** EXERCISE PROMPT **
Print the listing once more, exactly as it stands.
EXTRACTED INFORMATION Start Marker
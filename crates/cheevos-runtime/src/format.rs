//! Leaderboard value formats

use serde::{Deserialize, Serialize};
use std::str::FromStr;

/// How a leaderboard value is displayed
#[derive(Debug, Clone, Copy, PartialEq, Eq, Hash, Serialize, Deserialize, Default)]
pub enum ValueFormat {
    /// Frame count at 60 fps
    Frames,
    Seconds,
    Centiseconds,
    Score,
    #[default]
    Value,
    Minutes,
    SecondsAsMinutes,
}

impl FromStr for ValueFormat {
    type Err = std::convert::Infallible;

    /// Unknown format names fall back to a plain value
    fn from_str(s: &str) -> Result<Self, Self::Err> {
        Ok(match s.trim().to_ascii_uppercase().as_str() {
            "TIME" | "FRAMES" => Self::Frames,
            "SECS" | "TIMESECS" => Self::Seconds,
            "MILLISECS" | "CENTISECS" => Self::Centiseconds,
            "SCORE" | "POINTS" => Self::Score,
            "MINUTES" => Self::Minutes,
            "SECS_AS_MINS" => Self::SecondsAsMinutes,
            _ => Self::Value,
        })
    }
}

impl ValueFormat {
    /// Parse a server format string
    pub fn parse(s: &str) -> Self {
        s.parse().unwrap_or_default()
    }

    /// Whether values are durations rather than counts
    pub fn is_time(self) -> bool {
        !matches!(self, Self::Score | Self::Value)
    }

    /// Render a raw leaderboard value
    pub fn format_value(self, value: i32) -> String {
        match self {
            Self::Frames => {
                let centiseconds = (value.unsigned_abs() as u64 * 100) / 60;
                format_centiseconds(value < 0, centiseconds)
            }
            Self::Centiseconds => format_centiseconds(value < 0, value.unsigned_abs() as u64),
            Self::Seconds => {
                let total = value.unsigned_abs() as u64;
                let (hours, minutes, seconds) = (total / 3600, (total / 60) % 60, total % 60);
                let sign = if value < 0 { "-" } else { "" };
                if hours > 0 {
                    format!("{}{}h{:02}:{:02}", sign, hours, minutes, seconds)
                } else {
                    format!("{}{}:{:02}", sign, minutes, seconds)
                }
            }
            Self::Minutes => {
                let total = value.unsigned_abs() as u64;
                let sign = if value < 0 { "-" } else { "" };
                format!("{}{}h{:02}", sign, total / 60, total % 60)
            }
            Self::SecondsAsMinutes => {
                let total = value.unsigned_abs() as u64 / 60;
                let sign = if value < 0 { "-" } else { "" };
                format!("{}{}h{:02}", sign, total / 60, total % 60)
            }
            Self::Score => format!("{:06} points", value),
            Self::Value => value.to_string(),
        }
    }
}

fn format_centiseconds(negative: bool, centiseconds: u64) -> String {
    let sign = if negative { "-" } else { "" };
    let seconds = centiseconds / 100;
    let (hours, minutes) = (seconds / 3600, (seconds / 60) % 60);
    if hours > 0 {
        format!(
            "{}{}h{:02}:{:02}.{:02}",
            sign,
            hours,
            minutes,
            seconds % 60,
            centiseconds % 100
        )
    } else {
        format!("{}{}:{:02}.{:02}", sign, minutes, seconds % 60, centiseconds % 100)
    }
}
EXTRACTED INFORMATION End Marker
** WRITTEN SOLUTION **
filename crates/cheevos-runtime/src/format.rs
//! Leaderboard value formats

use serde::{Deserialize, Serialize};
use std::str::FromStr;

/// How a leaderboard value is displayed
#[derive(Debug, Clone, Copy, PartialEq, Eq, Hash, Serialize, Deserialize, Default)]
pub enum ValueFormat {
    /// Frame count at 60 fps
    Frames,
    Seconds,
    Centiseconds,
    Score,
    #[default]
    Value,
    Minutes,
    SecondsAsMinutes,
}

impl FromStr for ValueFormat {
    type Err = std::convert::Infallible;

    /// Unknown format names fall back to a plain value
    fn from_str(s: &str) -> Result<Self, Self::Err> {
        Ok(match s.trim().to_ascii_uppercase().as_str() {
            "TIME" | "FRAMES" => Self::Frames,
            "SECS" | "TIMESECS" => Self::Seconds,
            "MILLISECS" | "CENTISECS" => Self::Centiseconds,
            "SCORE" | "POINTS" => Self::Score,
            "MINUTES" => Self::Minutes,
            "SECS_AS_MINS" => Self::SecondsAsMinutes,
            _ => Self::Value,
        })
    }
}

impl ValueFormat {
    /// Parse a server format string
    pub fn parse(s: &str) -> Self {
        s.parse().unwrap_or_default()
    }

    /// Whether values are durations rather than counts
    pub fn is_time(self) -> bool {
        !matches!(self, Self::Score | Self::Value)
    }

    /// Render a raw leaderboard value
    pub fn format_value(self, value: i32) -> String {
        match self {
            Self::Frames => {
                let centiseconds = (value.unsigned_abs() as u64 * 100) / 60;
                format_centiseconds(value < 0, centiseconds)
            }
            Self::Centiseconds => format_centiseconds(value < 0, value.unsigned_abs() as u64),
            Self::Seconds => {
                let total = value.unsigned_abs() as u64;
                let (hours, minutes, seconds) = (total / 3600, (total / 60) % 60, total % 60);
                let sign = if value < 0 { "-" } else { "" };
                if hours > 0 {
                    format!("{}{}h{:02}:{:02}", sign, hours, minutes, seconds)
                } else {
                    format!("{}{}:{:02}", sign, minutes, seconds)
                }
            }
            Self::Minutes => {
                let total = value.unsigned_abs() as u64;
                let sign = if value < 0 { "-" } else { "" };
                format!("{}{}h{:02}", sign, total / 60, total % 60)
            }
            Self::SecondsAsMinutes => {
                let total = value.unsigned_abs() as u64 / 60;
                let sign = if value < 0 { "-" } else { "" };
                format!("{}{}h{:02}", sign, total / 60, total % 60)
            }
            Self::Score => format!("{:06} points", value),
            Self::Value => value.to_string(),
        }
    }
}

fn format_centiseconds(negative: bool, centiseconds: u64) -> String {
    let sign = if negative { "-" } else { "" };
    let seconds = centiseconds / 100;
    let (hours, minutes) = (seconds / 3600, (seconds / 60) % 60);
    if hours > 0 {
        format!(
            "{}{}h{:02}:{:02}.{:02}",
            sign,
            hours,
            minutes,
            seconds % 60,
            centiseconds % 100
        )
    } else {
        format!("{}{}:{:02}.{:02}", sign, minutes, seconds % 60, centiseconds % 100)
    }
}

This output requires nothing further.